_Problem to solve_
Your answer should consist of the lines in the data below that contain "this".

*** Opening Input records ***

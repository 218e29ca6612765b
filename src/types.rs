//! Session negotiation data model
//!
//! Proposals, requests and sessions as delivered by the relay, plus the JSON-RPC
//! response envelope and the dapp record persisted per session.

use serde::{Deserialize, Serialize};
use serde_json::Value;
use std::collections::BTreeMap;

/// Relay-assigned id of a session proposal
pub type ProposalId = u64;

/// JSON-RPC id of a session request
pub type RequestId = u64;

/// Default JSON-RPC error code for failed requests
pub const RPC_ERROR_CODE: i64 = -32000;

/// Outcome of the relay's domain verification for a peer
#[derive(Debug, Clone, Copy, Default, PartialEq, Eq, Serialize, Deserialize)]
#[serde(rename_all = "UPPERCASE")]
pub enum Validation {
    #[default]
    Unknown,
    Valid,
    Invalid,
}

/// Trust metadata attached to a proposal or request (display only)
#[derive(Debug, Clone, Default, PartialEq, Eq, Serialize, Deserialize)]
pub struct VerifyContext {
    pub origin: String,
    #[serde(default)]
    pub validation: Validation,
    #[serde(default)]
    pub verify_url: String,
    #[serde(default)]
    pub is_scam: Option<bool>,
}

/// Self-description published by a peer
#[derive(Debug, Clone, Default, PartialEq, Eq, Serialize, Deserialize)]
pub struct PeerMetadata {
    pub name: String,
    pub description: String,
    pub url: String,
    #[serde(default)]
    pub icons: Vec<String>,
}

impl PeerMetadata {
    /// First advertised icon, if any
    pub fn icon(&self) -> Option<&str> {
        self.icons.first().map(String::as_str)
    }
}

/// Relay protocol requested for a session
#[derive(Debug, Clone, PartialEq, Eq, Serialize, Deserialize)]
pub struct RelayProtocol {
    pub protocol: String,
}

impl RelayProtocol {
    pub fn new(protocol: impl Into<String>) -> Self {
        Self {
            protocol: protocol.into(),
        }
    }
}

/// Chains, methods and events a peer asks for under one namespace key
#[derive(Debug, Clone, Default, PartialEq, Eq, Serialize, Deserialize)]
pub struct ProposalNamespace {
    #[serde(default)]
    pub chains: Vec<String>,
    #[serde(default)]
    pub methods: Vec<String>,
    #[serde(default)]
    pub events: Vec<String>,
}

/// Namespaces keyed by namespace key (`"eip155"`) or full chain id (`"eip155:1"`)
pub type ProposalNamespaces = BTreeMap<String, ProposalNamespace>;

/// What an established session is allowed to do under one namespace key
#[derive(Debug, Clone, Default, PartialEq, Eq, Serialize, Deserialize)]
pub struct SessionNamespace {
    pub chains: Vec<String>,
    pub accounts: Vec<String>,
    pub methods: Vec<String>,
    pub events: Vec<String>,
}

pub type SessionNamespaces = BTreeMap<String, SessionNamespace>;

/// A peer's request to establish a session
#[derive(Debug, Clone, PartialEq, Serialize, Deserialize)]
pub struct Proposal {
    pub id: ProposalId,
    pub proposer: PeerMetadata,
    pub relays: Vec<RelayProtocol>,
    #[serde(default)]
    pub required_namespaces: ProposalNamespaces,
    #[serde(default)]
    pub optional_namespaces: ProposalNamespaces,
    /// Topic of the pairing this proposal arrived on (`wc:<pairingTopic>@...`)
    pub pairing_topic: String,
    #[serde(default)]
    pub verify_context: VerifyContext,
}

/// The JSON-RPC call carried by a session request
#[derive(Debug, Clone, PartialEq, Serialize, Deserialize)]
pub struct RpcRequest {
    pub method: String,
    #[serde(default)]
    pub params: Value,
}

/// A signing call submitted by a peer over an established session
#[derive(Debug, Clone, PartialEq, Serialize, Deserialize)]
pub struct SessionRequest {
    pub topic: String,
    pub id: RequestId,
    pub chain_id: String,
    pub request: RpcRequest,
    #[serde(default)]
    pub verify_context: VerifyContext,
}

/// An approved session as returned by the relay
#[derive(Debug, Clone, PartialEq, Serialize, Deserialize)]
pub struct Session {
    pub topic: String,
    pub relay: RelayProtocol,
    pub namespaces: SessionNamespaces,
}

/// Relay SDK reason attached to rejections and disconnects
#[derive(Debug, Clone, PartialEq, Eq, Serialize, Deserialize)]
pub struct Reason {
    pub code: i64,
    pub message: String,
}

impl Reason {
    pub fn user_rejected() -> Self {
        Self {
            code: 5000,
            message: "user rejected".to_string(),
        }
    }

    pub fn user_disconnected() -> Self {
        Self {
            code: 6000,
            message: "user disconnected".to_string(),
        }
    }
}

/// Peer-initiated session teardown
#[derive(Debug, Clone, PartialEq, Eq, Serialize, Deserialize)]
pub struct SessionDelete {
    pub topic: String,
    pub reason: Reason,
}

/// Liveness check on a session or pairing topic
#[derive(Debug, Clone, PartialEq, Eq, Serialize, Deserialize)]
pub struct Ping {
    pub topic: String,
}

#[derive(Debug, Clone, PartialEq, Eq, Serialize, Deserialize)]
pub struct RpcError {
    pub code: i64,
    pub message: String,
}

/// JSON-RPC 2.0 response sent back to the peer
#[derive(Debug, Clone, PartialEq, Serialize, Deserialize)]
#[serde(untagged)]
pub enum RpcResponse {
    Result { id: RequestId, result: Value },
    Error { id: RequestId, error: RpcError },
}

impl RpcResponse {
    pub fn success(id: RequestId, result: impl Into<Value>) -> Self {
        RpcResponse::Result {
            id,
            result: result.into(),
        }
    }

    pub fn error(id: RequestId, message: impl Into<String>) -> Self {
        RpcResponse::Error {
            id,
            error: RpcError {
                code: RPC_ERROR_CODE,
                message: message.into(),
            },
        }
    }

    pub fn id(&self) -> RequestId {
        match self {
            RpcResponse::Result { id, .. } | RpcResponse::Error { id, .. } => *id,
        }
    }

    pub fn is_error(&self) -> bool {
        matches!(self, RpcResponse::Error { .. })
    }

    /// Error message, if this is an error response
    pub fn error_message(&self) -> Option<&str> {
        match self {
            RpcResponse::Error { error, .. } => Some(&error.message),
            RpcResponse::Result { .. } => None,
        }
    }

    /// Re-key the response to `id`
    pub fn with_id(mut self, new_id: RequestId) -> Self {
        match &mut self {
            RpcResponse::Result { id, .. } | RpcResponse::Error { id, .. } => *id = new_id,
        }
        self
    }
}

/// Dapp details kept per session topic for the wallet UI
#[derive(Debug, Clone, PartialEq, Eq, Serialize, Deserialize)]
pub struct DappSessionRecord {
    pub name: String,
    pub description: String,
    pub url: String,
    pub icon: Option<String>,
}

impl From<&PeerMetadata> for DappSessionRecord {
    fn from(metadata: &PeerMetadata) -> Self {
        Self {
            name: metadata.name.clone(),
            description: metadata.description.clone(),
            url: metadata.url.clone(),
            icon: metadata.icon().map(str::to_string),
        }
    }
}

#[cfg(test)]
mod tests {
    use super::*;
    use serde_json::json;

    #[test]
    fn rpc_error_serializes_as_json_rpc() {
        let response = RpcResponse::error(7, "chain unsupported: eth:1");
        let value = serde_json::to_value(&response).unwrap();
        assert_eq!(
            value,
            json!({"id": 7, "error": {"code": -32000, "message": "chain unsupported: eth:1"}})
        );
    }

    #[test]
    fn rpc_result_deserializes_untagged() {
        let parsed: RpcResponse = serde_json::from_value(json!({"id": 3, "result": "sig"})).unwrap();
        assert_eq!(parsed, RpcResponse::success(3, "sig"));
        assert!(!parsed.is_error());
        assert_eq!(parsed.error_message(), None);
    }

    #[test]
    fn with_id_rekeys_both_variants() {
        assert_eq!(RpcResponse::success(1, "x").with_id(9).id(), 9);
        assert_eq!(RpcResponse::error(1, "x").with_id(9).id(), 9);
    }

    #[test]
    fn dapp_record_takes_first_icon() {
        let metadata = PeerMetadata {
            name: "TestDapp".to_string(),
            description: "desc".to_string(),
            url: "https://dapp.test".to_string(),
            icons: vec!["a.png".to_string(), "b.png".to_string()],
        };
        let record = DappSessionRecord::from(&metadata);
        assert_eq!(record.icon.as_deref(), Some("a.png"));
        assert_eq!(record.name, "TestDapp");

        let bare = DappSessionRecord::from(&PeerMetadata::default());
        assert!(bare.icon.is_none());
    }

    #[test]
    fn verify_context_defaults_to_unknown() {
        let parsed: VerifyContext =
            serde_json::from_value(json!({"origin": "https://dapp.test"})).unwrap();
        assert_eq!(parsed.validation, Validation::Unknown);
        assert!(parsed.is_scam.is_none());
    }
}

*** Closing Input records ***
*** Opening Input records ***

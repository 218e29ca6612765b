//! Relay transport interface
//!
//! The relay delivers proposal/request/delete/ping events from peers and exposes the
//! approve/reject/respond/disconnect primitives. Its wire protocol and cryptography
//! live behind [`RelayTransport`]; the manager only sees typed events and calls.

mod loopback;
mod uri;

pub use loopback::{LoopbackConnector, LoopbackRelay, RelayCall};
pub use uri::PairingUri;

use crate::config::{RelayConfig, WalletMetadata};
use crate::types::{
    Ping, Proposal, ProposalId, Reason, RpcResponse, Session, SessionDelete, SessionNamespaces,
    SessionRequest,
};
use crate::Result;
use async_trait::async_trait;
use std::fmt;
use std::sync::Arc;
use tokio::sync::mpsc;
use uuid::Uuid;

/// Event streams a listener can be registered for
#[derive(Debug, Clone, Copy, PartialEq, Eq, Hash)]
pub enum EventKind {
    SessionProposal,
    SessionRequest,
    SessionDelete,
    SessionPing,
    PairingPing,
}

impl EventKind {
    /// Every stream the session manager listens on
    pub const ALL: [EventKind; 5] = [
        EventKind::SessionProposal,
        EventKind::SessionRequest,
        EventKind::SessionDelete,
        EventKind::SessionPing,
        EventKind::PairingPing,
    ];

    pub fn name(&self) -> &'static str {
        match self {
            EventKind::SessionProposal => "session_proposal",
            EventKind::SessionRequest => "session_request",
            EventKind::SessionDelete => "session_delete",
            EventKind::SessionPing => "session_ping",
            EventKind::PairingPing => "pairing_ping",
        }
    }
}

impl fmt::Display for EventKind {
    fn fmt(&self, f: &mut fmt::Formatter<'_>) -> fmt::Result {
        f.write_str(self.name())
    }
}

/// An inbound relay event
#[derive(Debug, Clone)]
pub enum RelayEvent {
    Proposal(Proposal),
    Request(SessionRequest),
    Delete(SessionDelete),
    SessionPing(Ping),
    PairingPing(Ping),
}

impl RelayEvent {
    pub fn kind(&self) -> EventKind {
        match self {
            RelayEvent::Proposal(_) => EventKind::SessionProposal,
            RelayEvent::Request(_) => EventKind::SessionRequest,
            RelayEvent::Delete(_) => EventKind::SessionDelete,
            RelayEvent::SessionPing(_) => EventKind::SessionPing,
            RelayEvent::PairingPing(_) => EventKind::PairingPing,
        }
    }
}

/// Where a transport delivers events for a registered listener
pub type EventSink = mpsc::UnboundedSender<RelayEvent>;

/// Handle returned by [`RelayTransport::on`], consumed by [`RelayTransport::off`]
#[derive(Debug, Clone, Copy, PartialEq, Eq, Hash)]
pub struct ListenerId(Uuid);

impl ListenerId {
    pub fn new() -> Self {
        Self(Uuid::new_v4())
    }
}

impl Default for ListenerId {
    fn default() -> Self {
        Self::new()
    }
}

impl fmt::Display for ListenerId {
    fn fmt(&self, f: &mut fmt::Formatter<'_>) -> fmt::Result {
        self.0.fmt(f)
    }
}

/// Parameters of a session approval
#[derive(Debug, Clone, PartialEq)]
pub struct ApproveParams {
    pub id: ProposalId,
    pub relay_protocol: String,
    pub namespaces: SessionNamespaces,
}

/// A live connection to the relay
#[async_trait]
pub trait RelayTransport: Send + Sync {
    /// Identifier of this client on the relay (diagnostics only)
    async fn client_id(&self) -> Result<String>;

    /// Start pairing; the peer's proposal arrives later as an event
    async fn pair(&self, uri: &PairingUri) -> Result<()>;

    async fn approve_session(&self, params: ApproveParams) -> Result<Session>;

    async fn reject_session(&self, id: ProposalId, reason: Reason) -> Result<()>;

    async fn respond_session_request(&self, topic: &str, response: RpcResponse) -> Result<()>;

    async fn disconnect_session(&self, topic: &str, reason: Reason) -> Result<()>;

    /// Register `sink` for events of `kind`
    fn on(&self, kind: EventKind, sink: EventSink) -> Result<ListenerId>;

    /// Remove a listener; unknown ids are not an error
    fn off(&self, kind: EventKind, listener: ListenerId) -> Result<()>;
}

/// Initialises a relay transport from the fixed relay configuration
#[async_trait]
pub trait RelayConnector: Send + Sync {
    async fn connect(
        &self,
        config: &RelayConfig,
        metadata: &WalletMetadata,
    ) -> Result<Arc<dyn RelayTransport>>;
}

*** Closing Input records ***

_Reply_
    /// Topic of the pairing this proposal arrived on (`wc:<pairingTopic>@...`)
    /// Error message, if this is an error response
    /// Identifier of this client on the relay (diagnostics only)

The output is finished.